### WORK ITEM:
Where the listing below reaches the line containing "one pass did.", start writing out lines exactly, and stop once the line containing "pub fn is_empty(&self)" has been written.

─── DATASET CONTENT

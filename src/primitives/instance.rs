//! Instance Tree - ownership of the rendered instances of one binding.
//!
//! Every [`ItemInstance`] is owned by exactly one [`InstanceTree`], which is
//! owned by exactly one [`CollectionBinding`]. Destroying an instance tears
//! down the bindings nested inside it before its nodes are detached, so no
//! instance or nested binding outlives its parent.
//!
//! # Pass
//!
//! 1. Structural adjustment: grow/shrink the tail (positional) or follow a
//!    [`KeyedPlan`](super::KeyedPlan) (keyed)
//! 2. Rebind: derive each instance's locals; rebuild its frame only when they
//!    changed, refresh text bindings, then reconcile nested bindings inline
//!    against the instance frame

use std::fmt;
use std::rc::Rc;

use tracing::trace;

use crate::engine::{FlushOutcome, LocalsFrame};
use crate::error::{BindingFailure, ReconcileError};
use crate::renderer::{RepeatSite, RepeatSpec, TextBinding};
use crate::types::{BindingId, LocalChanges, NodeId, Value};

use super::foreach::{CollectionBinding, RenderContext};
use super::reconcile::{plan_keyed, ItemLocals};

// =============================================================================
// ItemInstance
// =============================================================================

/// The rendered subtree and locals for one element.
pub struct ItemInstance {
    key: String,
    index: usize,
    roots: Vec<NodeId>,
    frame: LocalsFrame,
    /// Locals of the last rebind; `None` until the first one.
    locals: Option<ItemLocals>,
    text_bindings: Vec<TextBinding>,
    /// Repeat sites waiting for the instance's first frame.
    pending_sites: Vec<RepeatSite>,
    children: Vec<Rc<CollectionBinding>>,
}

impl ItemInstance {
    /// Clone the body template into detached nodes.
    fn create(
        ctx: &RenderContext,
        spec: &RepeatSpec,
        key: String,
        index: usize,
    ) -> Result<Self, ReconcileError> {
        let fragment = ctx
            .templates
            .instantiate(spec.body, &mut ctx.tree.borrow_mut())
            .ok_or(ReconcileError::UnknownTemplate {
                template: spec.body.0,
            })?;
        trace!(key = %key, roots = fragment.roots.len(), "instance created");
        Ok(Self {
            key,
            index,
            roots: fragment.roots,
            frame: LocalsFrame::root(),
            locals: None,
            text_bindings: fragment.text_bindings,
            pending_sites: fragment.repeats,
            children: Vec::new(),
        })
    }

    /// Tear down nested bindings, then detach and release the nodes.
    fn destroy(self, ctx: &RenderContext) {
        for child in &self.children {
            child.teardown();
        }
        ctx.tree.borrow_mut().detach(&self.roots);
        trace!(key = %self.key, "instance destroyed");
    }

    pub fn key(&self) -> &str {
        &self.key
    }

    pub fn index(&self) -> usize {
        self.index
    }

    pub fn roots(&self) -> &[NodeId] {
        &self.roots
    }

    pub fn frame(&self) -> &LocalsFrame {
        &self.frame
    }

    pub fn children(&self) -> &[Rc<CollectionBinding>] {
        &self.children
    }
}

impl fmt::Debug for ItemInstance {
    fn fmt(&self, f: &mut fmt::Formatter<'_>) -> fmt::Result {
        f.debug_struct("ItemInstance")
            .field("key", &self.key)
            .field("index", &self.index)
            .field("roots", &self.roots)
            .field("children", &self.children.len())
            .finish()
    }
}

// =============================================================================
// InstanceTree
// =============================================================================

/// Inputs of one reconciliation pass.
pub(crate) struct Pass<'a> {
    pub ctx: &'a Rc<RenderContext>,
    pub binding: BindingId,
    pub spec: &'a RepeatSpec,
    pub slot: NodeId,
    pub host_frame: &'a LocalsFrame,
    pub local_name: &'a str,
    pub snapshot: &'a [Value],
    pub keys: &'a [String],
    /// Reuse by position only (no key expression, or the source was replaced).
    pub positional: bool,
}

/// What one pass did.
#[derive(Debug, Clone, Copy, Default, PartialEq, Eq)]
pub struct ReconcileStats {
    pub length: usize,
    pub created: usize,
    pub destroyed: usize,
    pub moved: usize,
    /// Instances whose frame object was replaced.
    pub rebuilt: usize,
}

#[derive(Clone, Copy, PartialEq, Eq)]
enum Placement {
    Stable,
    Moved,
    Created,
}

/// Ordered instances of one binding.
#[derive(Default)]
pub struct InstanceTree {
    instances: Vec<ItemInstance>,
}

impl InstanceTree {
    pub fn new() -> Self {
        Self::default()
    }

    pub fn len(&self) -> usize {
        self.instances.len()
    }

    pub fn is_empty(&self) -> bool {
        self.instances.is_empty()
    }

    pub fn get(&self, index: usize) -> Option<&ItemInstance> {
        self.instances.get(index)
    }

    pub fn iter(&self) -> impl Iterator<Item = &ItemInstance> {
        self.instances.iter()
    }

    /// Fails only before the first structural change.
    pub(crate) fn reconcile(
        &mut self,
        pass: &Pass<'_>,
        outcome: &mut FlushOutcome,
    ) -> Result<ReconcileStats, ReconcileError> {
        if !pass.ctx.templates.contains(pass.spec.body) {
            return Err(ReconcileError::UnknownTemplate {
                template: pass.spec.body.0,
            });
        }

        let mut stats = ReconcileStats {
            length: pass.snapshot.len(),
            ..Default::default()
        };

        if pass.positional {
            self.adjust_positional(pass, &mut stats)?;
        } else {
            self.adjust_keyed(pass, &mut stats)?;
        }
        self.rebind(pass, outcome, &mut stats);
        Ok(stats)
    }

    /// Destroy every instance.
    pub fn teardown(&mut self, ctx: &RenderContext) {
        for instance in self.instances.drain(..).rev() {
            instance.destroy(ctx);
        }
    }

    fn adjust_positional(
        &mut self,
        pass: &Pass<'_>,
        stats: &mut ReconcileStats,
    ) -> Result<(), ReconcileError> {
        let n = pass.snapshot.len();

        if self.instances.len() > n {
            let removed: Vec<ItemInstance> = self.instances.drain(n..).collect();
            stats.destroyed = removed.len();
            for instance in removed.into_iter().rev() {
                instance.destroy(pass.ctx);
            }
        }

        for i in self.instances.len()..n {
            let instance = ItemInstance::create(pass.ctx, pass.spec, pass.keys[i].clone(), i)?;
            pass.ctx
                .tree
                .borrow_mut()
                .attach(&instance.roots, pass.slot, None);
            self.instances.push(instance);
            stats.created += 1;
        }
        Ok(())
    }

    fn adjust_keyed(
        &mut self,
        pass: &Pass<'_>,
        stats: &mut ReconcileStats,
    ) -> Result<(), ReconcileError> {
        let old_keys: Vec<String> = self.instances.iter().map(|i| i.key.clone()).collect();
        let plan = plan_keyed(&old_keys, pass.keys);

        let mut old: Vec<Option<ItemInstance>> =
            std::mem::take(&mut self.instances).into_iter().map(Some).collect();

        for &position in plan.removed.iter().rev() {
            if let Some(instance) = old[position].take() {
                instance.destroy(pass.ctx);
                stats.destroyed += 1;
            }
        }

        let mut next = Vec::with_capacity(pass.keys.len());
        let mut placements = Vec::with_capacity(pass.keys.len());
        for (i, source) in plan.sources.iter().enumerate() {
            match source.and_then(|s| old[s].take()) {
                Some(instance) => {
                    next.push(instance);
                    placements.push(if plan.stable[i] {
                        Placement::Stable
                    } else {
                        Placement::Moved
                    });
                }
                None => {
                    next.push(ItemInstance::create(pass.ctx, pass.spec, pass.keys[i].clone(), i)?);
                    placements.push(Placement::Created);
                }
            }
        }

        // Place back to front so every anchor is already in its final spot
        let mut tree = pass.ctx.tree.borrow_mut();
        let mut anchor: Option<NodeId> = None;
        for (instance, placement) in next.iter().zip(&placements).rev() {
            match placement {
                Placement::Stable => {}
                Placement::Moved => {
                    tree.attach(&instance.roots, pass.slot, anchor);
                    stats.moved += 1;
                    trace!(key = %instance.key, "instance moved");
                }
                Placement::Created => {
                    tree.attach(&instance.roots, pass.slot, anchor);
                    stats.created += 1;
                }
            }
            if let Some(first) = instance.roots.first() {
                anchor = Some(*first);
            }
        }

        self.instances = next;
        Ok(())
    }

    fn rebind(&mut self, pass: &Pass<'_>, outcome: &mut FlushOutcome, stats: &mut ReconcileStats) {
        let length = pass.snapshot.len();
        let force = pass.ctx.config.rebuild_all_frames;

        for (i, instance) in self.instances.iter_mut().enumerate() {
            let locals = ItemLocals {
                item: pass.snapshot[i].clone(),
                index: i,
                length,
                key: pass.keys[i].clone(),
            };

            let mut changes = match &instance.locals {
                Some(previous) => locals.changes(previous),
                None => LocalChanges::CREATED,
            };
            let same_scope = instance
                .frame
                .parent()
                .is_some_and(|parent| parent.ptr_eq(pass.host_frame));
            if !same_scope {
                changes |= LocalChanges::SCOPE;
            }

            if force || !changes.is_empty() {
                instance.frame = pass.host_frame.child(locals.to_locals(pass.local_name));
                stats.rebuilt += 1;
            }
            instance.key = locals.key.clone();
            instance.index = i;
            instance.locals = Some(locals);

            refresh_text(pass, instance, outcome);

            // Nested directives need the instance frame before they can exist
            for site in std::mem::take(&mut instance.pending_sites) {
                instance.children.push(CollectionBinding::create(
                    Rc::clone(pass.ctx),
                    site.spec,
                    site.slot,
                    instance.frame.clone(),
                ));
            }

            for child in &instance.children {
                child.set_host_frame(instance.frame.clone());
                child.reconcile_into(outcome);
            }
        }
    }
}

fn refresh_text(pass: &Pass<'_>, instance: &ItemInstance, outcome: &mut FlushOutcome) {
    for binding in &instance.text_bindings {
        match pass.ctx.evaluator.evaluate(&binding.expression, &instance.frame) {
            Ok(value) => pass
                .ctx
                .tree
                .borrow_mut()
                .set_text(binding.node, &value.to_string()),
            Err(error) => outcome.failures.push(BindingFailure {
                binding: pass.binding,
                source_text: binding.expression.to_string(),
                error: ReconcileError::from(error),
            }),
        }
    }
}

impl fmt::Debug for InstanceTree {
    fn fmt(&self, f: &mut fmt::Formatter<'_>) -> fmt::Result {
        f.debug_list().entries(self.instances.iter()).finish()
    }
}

──────
─── DATASET CONTENT

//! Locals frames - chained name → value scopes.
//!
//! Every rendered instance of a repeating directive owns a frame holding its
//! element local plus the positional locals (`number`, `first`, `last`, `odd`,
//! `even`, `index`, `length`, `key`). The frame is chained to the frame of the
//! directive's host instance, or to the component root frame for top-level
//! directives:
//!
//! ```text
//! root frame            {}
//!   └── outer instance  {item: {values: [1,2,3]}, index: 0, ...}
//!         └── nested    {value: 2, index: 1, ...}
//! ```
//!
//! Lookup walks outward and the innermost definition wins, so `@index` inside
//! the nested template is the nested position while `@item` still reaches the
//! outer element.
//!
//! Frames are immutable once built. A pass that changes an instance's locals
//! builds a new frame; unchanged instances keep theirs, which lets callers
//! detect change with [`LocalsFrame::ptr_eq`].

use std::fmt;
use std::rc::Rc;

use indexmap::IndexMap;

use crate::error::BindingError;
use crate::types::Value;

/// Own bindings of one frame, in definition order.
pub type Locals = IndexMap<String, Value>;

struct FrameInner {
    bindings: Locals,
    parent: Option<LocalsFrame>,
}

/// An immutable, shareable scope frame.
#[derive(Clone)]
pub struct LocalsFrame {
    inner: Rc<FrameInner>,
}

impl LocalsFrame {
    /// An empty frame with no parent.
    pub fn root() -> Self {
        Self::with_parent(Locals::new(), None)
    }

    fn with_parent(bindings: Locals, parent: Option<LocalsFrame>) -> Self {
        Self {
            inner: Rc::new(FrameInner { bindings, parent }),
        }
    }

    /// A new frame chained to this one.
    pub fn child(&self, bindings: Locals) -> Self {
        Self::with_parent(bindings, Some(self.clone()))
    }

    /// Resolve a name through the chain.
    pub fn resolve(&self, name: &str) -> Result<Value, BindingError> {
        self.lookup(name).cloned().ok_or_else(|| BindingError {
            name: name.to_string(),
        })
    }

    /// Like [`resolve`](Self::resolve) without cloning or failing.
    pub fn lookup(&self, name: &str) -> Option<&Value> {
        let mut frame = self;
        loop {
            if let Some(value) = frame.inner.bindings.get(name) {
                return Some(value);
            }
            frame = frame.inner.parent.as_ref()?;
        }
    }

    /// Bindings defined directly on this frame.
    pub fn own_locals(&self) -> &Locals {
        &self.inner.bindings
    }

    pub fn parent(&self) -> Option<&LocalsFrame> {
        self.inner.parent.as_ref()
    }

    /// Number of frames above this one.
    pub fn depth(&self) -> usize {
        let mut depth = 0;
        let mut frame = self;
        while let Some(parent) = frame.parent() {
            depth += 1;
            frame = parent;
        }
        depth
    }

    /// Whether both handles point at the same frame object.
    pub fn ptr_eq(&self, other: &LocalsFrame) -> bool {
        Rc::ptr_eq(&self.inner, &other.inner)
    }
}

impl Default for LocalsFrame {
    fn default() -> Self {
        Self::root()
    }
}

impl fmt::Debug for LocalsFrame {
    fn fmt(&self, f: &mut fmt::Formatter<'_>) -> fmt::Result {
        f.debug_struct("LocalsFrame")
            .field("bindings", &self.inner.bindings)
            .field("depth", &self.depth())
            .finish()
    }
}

──────

### SOLUTION:
/// What one pass did.
#[derive(Debug, Clone, Copy, Default, PartialEq, Eq)]
pub struct ReconcileStats {
    pub length: usize,
    pub created: usize,
    pub destroyed: usize,
    pub moved: usize,
    /// Instances whose frame object was replaced.
    pub rebuilt: usize,
}

#[derive(Clone, Copy, PartialEq, Eq)]
enum Placement {
    Stable,
    Moved,
    Created,
}

/// Ordered instances of one binding.
#[derive(Default)]
pub struct InstanceTree {
    instances: Vec<ItemInstance>,
}

impl InstanceTree {
    pub fn new() -> Self {
        Self::default()
    }

    pub fn len(&self) -> usize {
        self.instances.len()
    }

    pub fn is_empty(&self) -> bool {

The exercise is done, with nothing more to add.